===== Source material =====

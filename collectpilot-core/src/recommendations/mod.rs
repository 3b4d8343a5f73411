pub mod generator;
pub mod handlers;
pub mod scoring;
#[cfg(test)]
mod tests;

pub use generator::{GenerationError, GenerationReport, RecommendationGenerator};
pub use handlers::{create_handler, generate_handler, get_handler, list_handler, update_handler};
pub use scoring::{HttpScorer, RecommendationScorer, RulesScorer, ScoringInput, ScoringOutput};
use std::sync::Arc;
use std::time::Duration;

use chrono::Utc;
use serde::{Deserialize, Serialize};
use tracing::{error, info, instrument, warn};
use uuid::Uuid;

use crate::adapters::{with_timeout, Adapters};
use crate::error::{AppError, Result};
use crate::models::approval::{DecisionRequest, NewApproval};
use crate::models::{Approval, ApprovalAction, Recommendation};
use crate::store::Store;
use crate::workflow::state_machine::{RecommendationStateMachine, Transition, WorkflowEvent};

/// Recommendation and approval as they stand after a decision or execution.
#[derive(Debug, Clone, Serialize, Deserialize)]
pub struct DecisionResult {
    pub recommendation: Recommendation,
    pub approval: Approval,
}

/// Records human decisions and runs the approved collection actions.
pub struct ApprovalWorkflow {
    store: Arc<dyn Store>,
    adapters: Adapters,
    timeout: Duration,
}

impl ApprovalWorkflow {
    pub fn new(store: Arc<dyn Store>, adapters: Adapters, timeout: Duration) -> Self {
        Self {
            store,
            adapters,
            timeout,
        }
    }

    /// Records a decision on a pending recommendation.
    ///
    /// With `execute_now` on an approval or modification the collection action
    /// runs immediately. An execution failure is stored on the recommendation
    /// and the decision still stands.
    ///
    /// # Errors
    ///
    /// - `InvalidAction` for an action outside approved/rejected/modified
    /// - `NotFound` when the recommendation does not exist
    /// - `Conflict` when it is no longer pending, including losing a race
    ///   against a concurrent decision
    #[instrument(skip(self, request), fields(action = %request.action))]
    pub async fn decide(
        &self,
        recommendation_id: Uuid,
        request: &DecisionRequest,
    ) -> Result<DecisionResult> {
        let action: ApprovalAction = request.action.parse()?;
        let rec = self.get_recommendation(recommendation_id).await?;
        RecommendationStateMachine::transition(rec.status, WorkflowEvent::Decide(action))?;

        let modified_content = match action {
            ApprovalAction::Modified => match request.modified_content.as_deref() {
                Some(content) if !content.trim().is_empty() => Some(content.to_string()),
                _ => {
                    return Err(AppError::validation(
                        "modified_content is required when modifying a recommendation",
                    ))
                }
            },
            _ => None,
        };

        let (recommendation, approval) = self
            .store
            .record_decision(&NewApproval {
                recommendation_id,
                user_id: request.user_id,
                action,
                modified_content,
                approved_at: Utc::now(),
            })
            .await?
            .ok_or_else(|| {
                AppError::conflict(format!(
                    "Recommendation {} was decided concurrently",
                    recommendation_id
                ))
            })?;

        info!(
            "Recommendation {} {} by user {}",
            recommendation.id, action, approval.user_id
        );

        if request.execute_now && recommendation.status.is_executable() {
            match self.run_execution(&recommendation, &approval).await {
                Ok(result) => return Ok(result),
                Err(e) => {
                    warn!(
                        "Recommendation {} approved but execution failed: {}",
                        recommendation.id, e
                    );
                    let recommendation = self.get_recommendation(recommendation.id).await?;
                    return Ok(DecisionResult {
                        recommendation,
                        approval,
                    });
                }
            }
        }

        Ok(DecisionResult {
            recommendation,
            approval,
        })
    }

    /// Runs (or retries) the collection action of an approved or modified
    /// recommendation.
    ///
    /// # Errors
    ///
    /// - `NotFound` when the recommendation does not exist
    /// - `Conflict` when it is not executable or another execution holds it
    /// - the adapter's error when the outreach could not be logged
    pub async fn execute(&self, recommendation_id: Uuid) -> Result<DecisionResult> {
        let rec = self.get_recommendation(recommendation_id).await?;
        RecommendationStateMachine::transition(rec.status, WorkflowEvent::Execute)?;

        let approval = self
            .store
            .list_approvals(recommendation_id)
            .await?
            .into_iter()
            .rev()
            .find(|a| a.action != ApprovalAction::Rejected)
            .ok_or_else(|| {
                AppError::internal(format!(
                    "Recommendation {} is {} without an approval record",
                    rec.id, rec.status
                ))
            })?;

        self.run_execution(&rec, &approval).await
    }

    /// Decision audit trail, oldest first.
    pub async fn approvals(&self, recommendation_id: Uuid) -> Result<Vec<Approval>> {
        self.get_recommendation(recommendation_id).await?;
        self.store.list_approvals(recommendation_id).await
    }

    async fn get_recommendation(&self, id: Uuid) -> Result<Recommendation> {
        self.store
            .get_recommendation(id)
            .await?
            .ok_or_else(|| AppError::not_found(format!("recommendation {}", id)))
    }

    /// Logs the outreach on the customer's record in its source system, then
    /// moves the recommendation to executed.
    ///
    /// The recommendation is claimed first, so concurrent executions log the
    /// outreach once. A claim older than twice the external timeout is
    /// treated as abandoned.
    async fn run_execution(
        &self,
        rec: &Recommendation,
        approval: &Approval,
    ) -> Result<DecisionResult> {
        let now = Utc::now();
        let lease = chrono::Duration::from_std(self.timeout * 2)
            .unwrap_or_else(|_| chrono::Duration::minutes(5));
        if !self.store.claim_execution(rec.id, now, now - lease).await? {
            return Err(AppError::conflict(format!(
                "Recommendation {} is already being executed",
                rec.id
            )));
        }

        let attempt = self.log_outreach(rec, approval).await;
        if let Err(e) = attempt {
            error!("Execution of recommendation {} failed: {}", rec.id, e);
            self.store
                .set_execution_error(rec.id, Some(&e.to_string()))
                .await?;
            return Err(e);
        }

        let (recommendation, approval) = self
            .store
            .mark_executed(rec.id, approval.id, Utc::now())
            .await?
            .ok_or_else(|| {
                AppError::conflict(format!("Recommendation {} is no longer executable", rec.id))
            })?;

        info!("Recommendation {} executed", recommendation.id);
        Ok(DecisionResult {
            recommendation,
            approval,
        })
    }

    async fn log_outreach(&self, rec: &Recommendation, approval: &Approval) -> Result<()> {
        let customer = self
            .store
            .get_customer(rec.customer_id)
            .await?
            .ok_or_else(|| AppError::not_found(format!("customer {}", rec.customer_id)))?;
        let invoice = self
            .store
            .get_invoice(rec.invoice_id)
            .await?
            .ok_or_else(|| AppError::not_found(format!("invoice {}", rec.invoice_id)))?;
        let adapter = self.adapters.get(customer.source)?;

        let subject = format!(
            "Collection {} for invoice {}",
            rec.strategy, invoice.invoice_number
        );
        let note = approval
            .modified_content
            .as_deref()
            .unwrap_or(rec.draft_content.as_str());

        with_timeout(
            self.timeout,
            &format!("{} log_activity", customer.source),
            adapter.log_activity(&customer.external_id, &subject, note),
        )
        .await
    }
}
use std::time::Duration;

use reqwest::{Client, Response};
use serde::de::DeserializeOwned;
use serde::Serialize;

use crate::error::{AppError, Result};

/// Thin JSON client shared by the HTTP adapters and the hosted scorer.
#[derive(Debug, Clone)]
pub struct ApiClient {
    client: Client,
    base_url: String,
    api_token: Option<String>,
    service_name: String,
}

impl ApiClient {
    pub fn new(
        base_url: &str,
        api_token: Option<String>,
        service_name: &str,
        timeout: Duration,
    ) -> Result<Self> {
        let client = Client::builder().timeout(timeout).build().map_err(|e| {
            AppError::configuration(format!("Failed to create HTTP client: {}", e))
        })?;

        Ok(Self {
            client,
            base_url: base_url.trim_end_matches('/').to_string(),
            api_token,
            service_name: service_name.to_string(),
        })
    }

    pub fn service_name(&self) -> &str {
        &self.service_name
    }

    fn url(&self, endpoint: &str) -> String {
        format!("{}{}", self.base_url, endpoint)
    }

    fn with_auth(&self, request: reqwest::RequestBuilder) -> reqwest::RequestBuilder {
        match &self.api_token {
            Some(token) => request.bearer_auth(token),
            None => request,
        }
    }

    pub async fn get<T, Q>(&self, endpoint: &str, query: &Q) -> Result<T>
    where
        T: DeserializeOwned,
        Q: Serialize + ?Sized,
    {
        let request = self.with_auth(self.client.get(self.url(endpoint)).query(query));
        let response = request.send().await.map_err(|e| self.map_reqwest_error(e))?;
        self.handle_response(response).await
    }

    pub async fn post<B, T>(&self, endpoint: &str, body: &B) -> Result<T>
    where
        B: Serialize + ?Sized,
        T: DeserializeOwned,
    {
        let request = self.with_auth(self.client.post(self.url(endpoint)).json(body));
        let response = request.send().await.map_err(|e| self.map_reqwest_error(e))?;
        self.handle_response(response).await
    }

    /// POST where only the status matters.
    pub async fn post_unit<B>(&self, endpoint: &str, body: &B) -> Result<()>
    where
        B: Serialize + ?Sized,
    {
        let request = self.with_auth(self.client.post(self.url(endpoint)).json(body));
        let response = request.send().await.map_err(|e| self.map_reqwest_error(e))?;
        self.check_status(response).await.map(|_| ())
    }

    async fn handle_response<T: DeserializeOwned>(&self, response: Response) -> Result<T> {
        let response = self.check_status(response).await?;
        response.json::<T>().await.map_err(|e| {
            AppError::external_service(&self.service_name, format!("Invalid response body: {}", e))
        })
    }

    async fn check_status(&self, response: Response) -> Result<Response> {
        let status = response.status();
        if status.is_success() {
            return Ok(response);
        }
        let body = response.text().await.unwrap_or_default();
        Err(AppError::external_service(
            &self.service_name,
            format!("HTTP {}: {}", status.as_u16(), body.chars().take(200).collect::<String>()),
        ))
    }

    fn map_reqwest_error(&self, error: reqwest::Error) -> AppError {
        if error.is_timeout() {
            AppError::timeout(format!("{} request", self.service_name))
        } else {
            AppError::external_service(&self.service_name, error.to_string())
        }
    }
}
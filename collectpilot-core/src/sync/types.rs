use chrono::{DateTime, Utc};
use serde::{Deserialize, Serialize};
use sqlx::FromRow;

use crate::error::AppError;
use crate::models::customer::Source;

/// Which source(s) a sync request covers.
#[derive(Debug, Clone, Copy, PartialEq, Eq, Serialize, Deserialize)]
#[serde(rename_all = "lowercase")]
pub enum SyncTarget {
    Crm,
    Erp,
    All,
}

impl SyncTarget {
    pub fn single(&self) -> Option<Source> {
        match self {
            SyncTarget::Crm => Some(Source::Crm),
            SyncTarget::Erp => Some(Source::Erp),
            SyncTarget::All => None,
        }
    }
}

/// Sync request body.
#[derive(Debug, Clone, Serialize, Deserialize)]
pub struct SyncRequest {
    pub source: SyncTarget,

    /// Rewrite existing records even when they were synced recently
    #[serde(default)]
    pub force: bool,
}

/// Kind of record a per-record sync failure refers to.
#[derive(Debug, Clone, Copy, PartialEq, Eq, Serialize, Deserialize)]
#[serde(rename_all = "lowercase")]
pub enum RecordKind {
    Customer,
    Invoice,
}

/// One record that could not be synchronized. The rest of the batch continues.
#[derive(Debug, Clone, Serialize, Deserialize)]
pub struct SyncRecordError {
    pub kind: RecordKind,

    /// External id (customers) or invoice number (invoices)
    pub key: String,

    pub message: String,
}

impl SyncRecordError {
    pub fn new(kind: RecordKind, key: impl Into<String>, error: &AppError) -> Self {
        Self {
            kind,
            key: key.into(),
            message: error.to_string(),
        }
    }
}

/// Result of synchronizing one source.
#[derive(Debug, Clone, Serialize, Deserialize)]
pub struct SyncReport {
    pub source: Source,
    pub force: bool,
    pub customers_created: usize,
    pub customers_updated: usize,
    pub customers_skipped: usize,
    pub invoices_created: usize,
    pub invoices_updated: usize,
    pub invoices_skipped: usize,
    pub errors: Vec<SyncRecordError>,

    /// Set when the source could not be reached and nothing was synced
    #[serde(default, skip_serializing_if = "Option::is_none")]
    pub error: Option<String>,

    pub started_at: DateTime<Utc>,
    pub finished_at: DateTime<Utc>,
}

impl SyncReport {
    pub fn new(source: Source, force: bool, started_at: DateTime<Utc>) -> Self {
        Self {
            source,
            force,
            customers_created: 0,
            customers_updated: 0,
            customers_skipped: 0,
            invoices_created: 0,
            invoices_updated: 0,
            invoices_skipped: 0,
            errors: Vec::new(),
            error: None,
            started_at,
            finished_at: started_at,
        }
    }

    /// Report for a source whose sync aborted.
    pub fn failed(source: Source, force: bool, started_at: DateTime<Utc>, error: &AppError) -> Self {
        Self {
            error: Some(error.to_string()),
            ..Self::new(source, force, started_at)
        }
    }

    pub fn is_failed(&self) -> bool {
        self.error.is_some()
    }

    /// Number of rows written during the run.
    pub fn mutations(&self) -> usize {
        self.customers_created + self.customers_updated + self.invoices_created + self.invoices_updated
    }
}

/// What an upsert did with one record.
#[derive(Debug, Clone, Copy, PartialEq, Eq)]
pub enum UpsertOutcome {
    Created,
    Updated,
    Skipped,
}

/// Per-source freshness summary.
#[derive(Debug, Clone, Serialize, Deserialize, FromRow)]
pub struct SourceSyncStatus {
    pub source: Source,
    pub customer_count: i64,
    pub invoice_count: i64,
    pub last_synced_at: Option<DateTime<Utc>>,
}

=====

**Instructions for the task**
Wherever "models" occurs in the records above, copy the line it sits in.

**Task answer**
use crate::models::approval::{DecisionRequest, NewApproval};
use crate::models::{Approval, ApprovalAction, Recommendation};
use crate::models::customer::Source;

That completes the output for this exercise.